The Guardian reports that Martha's Rule, implemented across England in 2024, may have saved over 500 lives by allowing patients and families to request independent medical reviews when concerned about deteriorating care. Named after 13-year-old Martha Mills who died from sepsis after doctors missed warning signs, the rule emerged from her mother's campaign following the 2021 tragedy. Karen Osenton used Martha's Rule last summer to save her 70-year-old father David, whose condition worsened for six days at John Radcliffe hospital in Oxford before she invoked the policy.

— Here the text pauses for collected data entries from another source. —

use crate::{
    cache::RuleCache,
    call::{CallError, CallOptions},
};
use nsg_preflight_api::{ControlApi, SecurityRule};
use nsg_preflight_core::{
    remediation::{self, RemediationRequest},
    report::ValidationReport,
    rule_match,
};
use serde::Serialize;
use std::{sync::Arc, time::Duration};
use tokio::{
    io::{
        AsyncBufRead, AsyncBufReadExt, AsyncWrite, AsyncWriteExt, BufReader, Lines, Stderr, Stdin,
    },
    sync::Mutex,
};
use tracing::{debug, info, instrument, warn};

/// Decides whether a planned rule is applied.
#[async_trait::async_trait]
pub trait ConfirmationProvider: Send + Sync {
    async fn confirm(&self, request: &RemediationRequest) -> anyhow::Result<Approval>;
}

#[derive(Copy, Clone, Debug, PartialEq, Eq)]
pub enum Approval {
    Approve,
    Decline,

    /// Approve this and every remaining request.
    ApproveRemaining,

    /// Decline this and every remaining request.
    DeclineRemaining,
}

/// Approves every request.
#[derive(Copy, Clone, Debug, Default)]
pub struct AutoApprove;

/// Presents every request without applying any.
#[derive(Copy, Clone, Debug, Default)]
pub struct DryRun;

/// Asks before each request, reading one answer per line.
///
/// Answers are read from a single buffered reader, so several answers may arrive at once (for
/// instance, when piped).
pub struct Prompt<R = BufReader<Stdin>, W = Stderr> {
    io: Mutex<PromptIo<R, W>>,
}

struct PromptIo<R, W> {
    answers: Lines<R>,
    out: W,
}

#[derive(Clone, Debug, PartialEq, Eq, thiserror::Error)]
pub enum ApplyError {
    #[error("{nsg} rejected the rule: {message}")]
    Rejected { nsg: String, message: String },

    #[error("cancelled before the rule was added")]
    Cancelled,

    #[error("timed out after {0:?}")]
    Timeout(Duration),
}

#[derive(Copy, Clone, Debug, PartialEq, Eq)]
pub enum Applied {
    Added,

    /// The group's current rules already satisfy the request.
    AlreadySatisfied,
}

#[derive(Clone, Debug, Default, PartialEq, Eq, Serialize)]
pub struct RemediationOutcome {
    pub applied: Vec<RemediationRequest>,
    pub already_satisfied: Vec<RemediationRequest>,
    pub declined: Vec<RemediationRequest>,
    pub failed: Vec<FailedRequest>,
}

#[derive(Clone, Debug, PartialEq, Eq, Serialize)]
pub struct FailedRequest {
    pub request: RemediationRequest,
    #[serde(serialize_with = "serialize_display")]
    pub error: ApplyError,
}

/// Writes planned rules to their security groups.
///
/// Requests are applied one at a time. Each is re-checked against its group's current rules
/// immediately before the write, so a request that is already satisfied, including a duplicate of
/// one applied earlier in the batch, is never submitted.
#[derive(Clone)]
pub struct Remediator {
    api: Arc<dyn ControlApi>,
    cache: Arc<RuleCache>,
    options: CallOptions,
}

// === impl Remediator ===

impl Remediator {
    pub fn new(api: Arc<dyn ControlApi>, cache: Arc<RuleCache>, options: CallOptions) -> Self {
        Self {
            api,
            cache,
            options,
        }
    }

    /// Plans a request for each missing rule in `report` and applies the approved ones.
    #[instrument(skip_all, fields(cluster = %report.cluster_id))]
    pub async fn run(
        &self,
        report: &ValidationReport,
        confirm: &dyn ConfirmationProvider,
    ) -> RemediationOutcome {
        let requests = remediation::plan(&report.backlog);
        info!(requests = requests.len(), "Planned remediation");

        let mut outcome = RemediationOutcome::default();
        let mut remaining = None;
        for request in requests {
            let approval = match remaining {
                Some(approval) => approval,
                None => match confirm.confirm(&request).await {
                    Ok(approval) => approval,
                    Err(error) => {
                        warn!(%error, %request, "Confirmation failed");
                        Approval::DeclineRemaining
                    }
                },
            };

            let approved = match approval {
                Approval::Approve => true,
                Approval::Decline => false,
                Approval::ApproveRemaining => {
                    remaining = Some(Approval::Approve);
                    true
                }
                Approval::DeclineRemaining => {
                    remaining = Some(Approval::Decline);
                    false
                }
            };
            if !approved {
                debug!(%request, "Declined");
                outcome.declined.push(request);
                continue;
            }

            match self.apply(&request).await {
                Ok(Applied::Added) => outcome.applied.push(request),
                Ok(Applied::AlreadySatisfied) => outcome.already_satisfied.push(request),
                Err(error) => {
                    warn!(%error, %request, "Failed to add rule");
                    outcome.failed.push(FailedRequest { request, error });
                }
            }
        }

        info!(
            applied = outcome.applied.len(),
            already_satisfied = outcome.already_satisfied.len(),
            declined = outcome.declined.len(),
            failed = outcome.failed.len(),
            "Remediation complete"
        );
        outcome
    }

    /// Adds a single rule unless the group's current rules already satisfy it. No retries.
    #[instrument(skip_all, fields(nsg = %request.security_group.id, label = %request.label))]
    pub async fn apply(&self, request: &RemediationRequest) -> Result<Applied, ApplyError> {
        let nsg = &request.security_group.id;
        match self.cache.fetch(nsg).await {
            Ok(rules) => {
                if rule_match::is_satisfied(&request.as_requirement(), &rules) {
                    debug!("Rule already present");
                    return Ok(Applied::AlreadySatisfied);
                }
            }
            Err(error) if error.source.is_interrupted() => {
                return Err(ApplyError::from_call(nsg, error.source))
            }
            Err(error) => warn!(%error, "Could not re-check rules before adding"),
        }

        let rule = SecurityRule::from(request);
        self.options
            .call(self.api.add_security_rules(nsg, vec![rule]))
            .await
            .map_err(|error| ApplyError::from_call(nsg, error))?;
        self.cache.invalidate(nsg);

        info!("Added rule");
        Ok(Applied::Added)
    }
}

// === impl ApplyError ===

impl ApplyError {
    fn from_call(nsg: &str, error: CallError) -> Self {
        match error {
            CallError::Cancelled => Self::Cancelled,
            CallError::Timeout(timeout) => Self::Timeout(timeout),
            CallError::Api(error) => Self::Rejected {
                nsg: nsg.to_string(),
                message: format!("{:#}", error),
            },
        }
    }
}

// === impl RemediationOutcome ===

impl RemediationOutcome {
    /// True if every planned request was applied or found to be unnecessary.
    pub fn is_complete(&self) -> bool {
        self.declined.is_empty() && self.failed.is_empty()
    }

    pub fn requests(&self) -> usize {
        self.applied.len() + self.already_satisfied.len() + self.declined.len() + self.failed.len()
    }
}

// === impl AutoApprove ===

#[async_trait::async_trait]
impl ConfirmationProvider for AutoApprove {
    async fn confirm(&self, request: &RemediationRequest) -> anyhow::Result<Approval> {
        info!(%request, "Approved");
        Ok(Approval::Approve)
    }
}

// === impl DryRun ===

#[async_trait::async_trait]
impl ConfirmationProvider for DryRun {
    async fn confirm(&self, request: &RemediationRequest) -> anyhow::Result<Approval> {
        info!(%request, "Would add rule");
        Ok(Approval::Decline)
    }
}

// === impl Prompt ===

impl Prompt {
    /// Asks on stderr and reads answers from stdin.
    pub fn stdio() -> Self {
        Self::new(BufReader::new(tokio::io::stdin()), tokio::io::stderr())
    }
}

impl<R, W> Prompt<R, W>
where
    R: AsyncBufRead + Unpin + Send,
    W: AsyncWrite + Unpin + Send,
{
    pub fn new(answers: R, out: W) -> Self {
        Self {
            io: Mutex::new(PromptIo {
                answers: answers.lines(),
                out,
            }),
        }
    }
}

#[async_trait::async_trait]
impl<R, W> ConfirmationProvider for Prompt<R, W>
where
    R: AsyncBufRead + Unpin + Send,
    W: AsyncWrite + Unpin + Send,
{
    async fn confirm(&self, request: &RemediationRequest) -> anyhow::Result<Approval> {
        let mut io = self.io.lock().await;
        io.out
            .write_all(format!("Add {}? [y]es/[n]o/[a]ll/[q]uit: ", request).as_bytes())
            .await?;
        io.out.flush().await?;

        match io.answers.next_line().await? {
            Some(line) => Ok(parse_answer(&line)),
            None => anyhow::bail!("no answer; input closed"),
        }
    }
}

fn parse_answer(answer: &str) -> Approval {
    match answer.trim().to_ascii_lowercase().as_str() {
        "y" | "yes" => Approval::Approve,
        "a" | "all" => Approval::ApproveRemaining,
        "q" | "quit" => Approval::DeclineRemaining,
        _ => Approval::Decline,
    }
}

fn serialize_display<T: std::fmt::Display, S: serde::Serializer>(
    value: &T,
    serializer: S,
) -> Result<S::Ok, S::Error> {
    serializer.collect_str(value)
}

This follows the exact trajectory of institutional trust collapse across sectors. For decades, the assumption was that medical professionals always knew best and challenging their judgment was inappropriate. That assumption has collapsed. First came informed consent in the 1970s, then patient advocacy groups in the 1990s, followed by online medical information in the 2000s. Now Martha's Rule represents the final step: formal legal mechanisms that let people override professional medical judgment. The policy acknowledges what was once unthinkable—that doctors and nurses can be dangerously wrong, and families often know better about their loved ones' conditions.
When institutions fail people repeatedly, people build systems to bypass those institutions entirely. Authority now flows to whoever proves most competent in the moment.
Design customer escalation paths that assume your frontline staff will sometimes be wrong. People no longer accept institutional authority as final—they expect backup systems when expertise fails them.